The Alchemy continues…

Our alchemical journey continued after lunch with the performance by Dr. Chris Wright. Following her in an active exploration of space through humming and bodily awareness, we reconvened in the presentation room to proceed with our dense programme. Not defeated by the first and, luckily only, IT complication of the day, we let the alchemy guide us to Georgina Garbett’s presentation. Through story-telling and the characters of tricksters, she captivated the audience and suggested them to ‘embrace the chaos’. Back in the presentation room, Gay Place and Jakub Ceglarz further developed their previous artistic collaboration into an exchange of thoughts about skin, gay, place and ink to challenge the idea of authorship, ownership and authenticity and welcome the audience’s views on body, gender, and identity among others. After such an engaging panel, we paused for a coffee break. In such safe environment, our participants got to know each other, found unexpected and interesting connections and perhaps developed potential future ideas.

Gay Place and Jakub Ceglarz, Gay Place: a quiet piece of work in progress.

Dr. Chris Wright, Alchemical Happening #1.

 

Opening the following panel, Dr. Wright performed her bodily awareness of space a second time. After this second performative burst that concluded into a collective spatial exploration at the entrance of the building, Simon Paton presented his recently curated Thinking/Not Thinking Fest,as the result of the DIY Festival method. Wearing a black cloak and wide hat, Jill Robinson impersonated the ‘Alchemist of Big Data’ to highlight big data adverse effects and the potential of small data for young people in Birmingham. Our time in Parkside culminated in an uncoordinated dance that brought us all together to enact Ying Sun’s presentation on Square Dance in China and her recent findings.

 

Jill Robinson, The alchemy of small data: making the invisible visible & empowering the powerless

Adrian Earle, Precepts of neo-alchemy

In order to involve all the ADM researchers across BCU, we flew from one school to the other, from Parkside to the Jazz Lounge in the conservatoire, where writer/poet/second keynote speaker, Adrian Earle blew us away with his commissioned performance Precepts of neo-alchemy.In such intimate and cabaret-like space, Susie Self bravely revealed herself through an extract of Analysis, a multidimensional installation where singing, performing and acting interweave together and invite the public to participate. Lastly, Akvilè Stuart’s integrated her presentation on Russian composer Alexei Stanchinsky with a piano performance, accompanied by singer Jessica Wise, to provide us with a more comprehensive understanding of legacy of this forgotten figure.

The very last part of the conference led us the School of Art.
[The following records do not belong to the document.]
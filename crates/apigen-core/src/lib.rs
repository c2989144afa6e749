pub mod config;
pub mod diagnostic;
pub mod error;
pub mod input;
pub mod ir;
pub mod parse;
pub mod transform;

pub use diagnostic::{Diagnostic, Diagnostics};
pub use parse::SpecDocument;
use indexmap::IndexMap;
use serde::{Deserialize, Deserializer, Serialize};
use serde_json::Value;

#[derive(Debug, Clone, Copy, PartialEq, Eq, Serialize, Deserialize)]
#[serde(rename_all = "lowercase")]
pub enum SchemaType {
    String,
    Number,
    Integer,
    Boolean,
    Array,
    Object,
    Null,
    /// Anything else, e.g. the Swagger 2 `file` type.
    #[serde(other)]
    Unknown,
}

/// `type: string` or, since 3.1, `type: [string, "null"]`.
#[derive(Debug, Clone, PartialEq, Eq, Serialize, Deserialize)]
#[serde(untagged)]
pub enum TypeSet {
    Single(SchemaType),
    Multiple(Vec<SchemaType>),
}

/// A schema position: a `$ref`, a boolean schema (3.1+) or an inline schema.
#[derive(Debug, Clone, PartialEq, Serialize, Deserialize)]
#[serde(untagged)]
pub enum SchemaOrRef {
    Ref {
        #[serde(rename = "$ref")]
        ref_path: String,
    },
    Bool(bool),
    Schema(Box<Schema>),
}

/// A flag modifying `minimum`/`maximum` in 3.0, a bound of its own in 3.1+.
#[derive(Debug, Clone, Copy, PartialEq, Serialize, Deserialize)]
#[serde(untagged)]
pub enum ExclusiveBound {
    Flag(bool),
    Value(f64),
}

#[derive(Debug, Clone, PartialEq, Serialize, Deserialize)]
#[serde(untagged)]
pub enum AdditionalProperties {
    Bool(bool),
    Schema(Box<SchemaOrRef>),
}

/// A schema object in either the 3.0 dialect or full JSON Schema.
#[derive(Debug, Clone, PartialEq, Default, Serialize, Deserialize)]
#[serde(default, rename_all = "camelCase")]
pub struct Schema {
    #[serde(rename = "type", skip_serializing_if = "Option::is_none")]
    pub schema_type: Option<TypeSet>,

    #[serde(skip_serializing_if = "Option::is_none")]
    pub format: Option<String>,

    /// 3.0 only. Later versions list `null` in `type`.
    #[serde(skip_serializing_if = "std::ops::Not::not")]
    pub nullable: bool,

    #[serde(skip_serializing_if = "IndexMap::is_empty")]
    pub properties: IndexMap<String, SchemaOrRef>,

    /// 3.0 documents sometimes carry a property-level `required: true`;
    /// that form is ignored.
    #[serde(
        deserialize_with = "required_names",
        skip_serializing_if = "Vec::is_empty"
    )]
    pub required: Vec<String>,

    #[serde(skip_serializing_if = "Option::is_none")]
    pub additional_properties: Option<AdditionalProperties>,

    #[serde(skip_serializing_if = "Option::is_none")]
    pub items: Option<Box<SchemaOrRef>>,

    #[serde(skip_serializing_if = "Vec::is_empty")]
    pub prefix_items: Vec<SchemaOrRef>,

    #[serde(skip_serializing_if = "Vec::is_empty")]
    pub all_of: Vec<SchemaOrRef>,

    #[serde(skip_serializing_if = "Vec::is_empty")]
    pub one_of: Vec<SchemaOrRef>,

    #[serde(skip_serializing_if = "Vec::is_empty")]
    pub any_of: Vec<SchemaOrRef>,

    #[serde(rename = "enum", skip_serializing_if = "Vec::is_empty")]
    pub enum_values: Vec<Value>,

    #[serde(rename = "const", skip_serializing_if = "Option::is_none")]
    pub const_value: Option<Value>,

    #[serde(flatten)]
    pub bounds: Bounds,

    #[serde(flatten)]
    pub annotations: Annotations,
}

fn required_names<'de, D: Deserializer<'de>>(deserializer: D) -> Result<Vec<String>, D::Error> {
    #[derive(Deserialize)]
    #[serde(untagged)]
    enum Required {
        Names(Vec<String>),
        Flag(bool),
    }
    Ok(match Required::deserialize(deserializer)? {
        Required::Names(names) => names,
        Required::Flag(_) => Vec::new(),
    })
}

/// Numeric, string and array constraints.
#[derive(Debug, Clone, PartialEq, Default, Serialize, Deserialize)]
#[serde(default, rename_all = "camelCase")]
pub struct Bounds {
    #[serde(skip_serializing_if = "Option::is_none")]
    pub minimum: Option<f64>,
    #[serde(skip_serializing_if = "Option::is_none")]
    pub maximum: Option<f64>,
    #[serde(skip_serializing_if = "Option::is_none")]
    pub exclusive_minimum: Option<ExclusiveBound>,
    #[serde(skip_serializing_if = "Option::is_none")]
    pub exclusive_maximum: Option<ExclusiveBound>,
    #[serde(skip_serializing_if = "Option::is_none")]
    pub min_length: Option<u64>,
    #[serde(skip_serializing_if = "Option::is_none")]
    pub max_length: Option<u64>,
    #[serde(skip_serializing_if = "Option::is_none")]
    pub pattern: Option<String>,
    #[serde(skip_serializing_if = "Option::is_none")]
    pub min_items: Option<u64>,
    #[serde(skip_serializing_if = "Option::is_none")]
    pub max_items: Option<u64>,
}

#[derive(Debug, Clone, PartialEq, Default, Serialize, Deserialize)]
#[serde(default, rename_all = "camelCase")]
pub struct Annotations {
    #[serde(skip_serializing_if = "Option::is_none")]
    pub title: Option<String>,
    #[serde(skip_serializing_if = "Option::is_none")]
    pub description: Option<String>,
    #[serde(rename = "default", skip_serializing_if = "Option::is_none")]
    pub default_value: Option<Value>,
    #[serde(skip_serializing_if = "Option::is_none")]
    pub example: Option<Value>,
    #[serde(skip_serializing_if = "std::ops::Not::not")]
    pub deprecated: bool,
    #[serde(skip_serializing_if = "std::ops::Not::not")]
    pub read_only: bool,
    #[serde(skip_serializing_if = "std::ops::Not::not")]
    pub write_only: bool,
}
The journey, either through the canals guided by Greg Dunn or in small groups through Birmingham city centre, offered us another opportunity to bond together and explore potentialities. At the SoA, along with a generous wine & cheese reception, we found the Take Over, which is a two-week project bringing together practice-led and theory-based PhD students to test ideas, collaborations and initiate dialogues. Overall, the performs, interfaces, installations, walks, as well as encounters, sudden epiphanies, laughs and interruptions embodied the spirit of the conference – the alchemy – to bring together multiple approaches, practices, discourses and, most importantly, people to create an extravagant and successful day!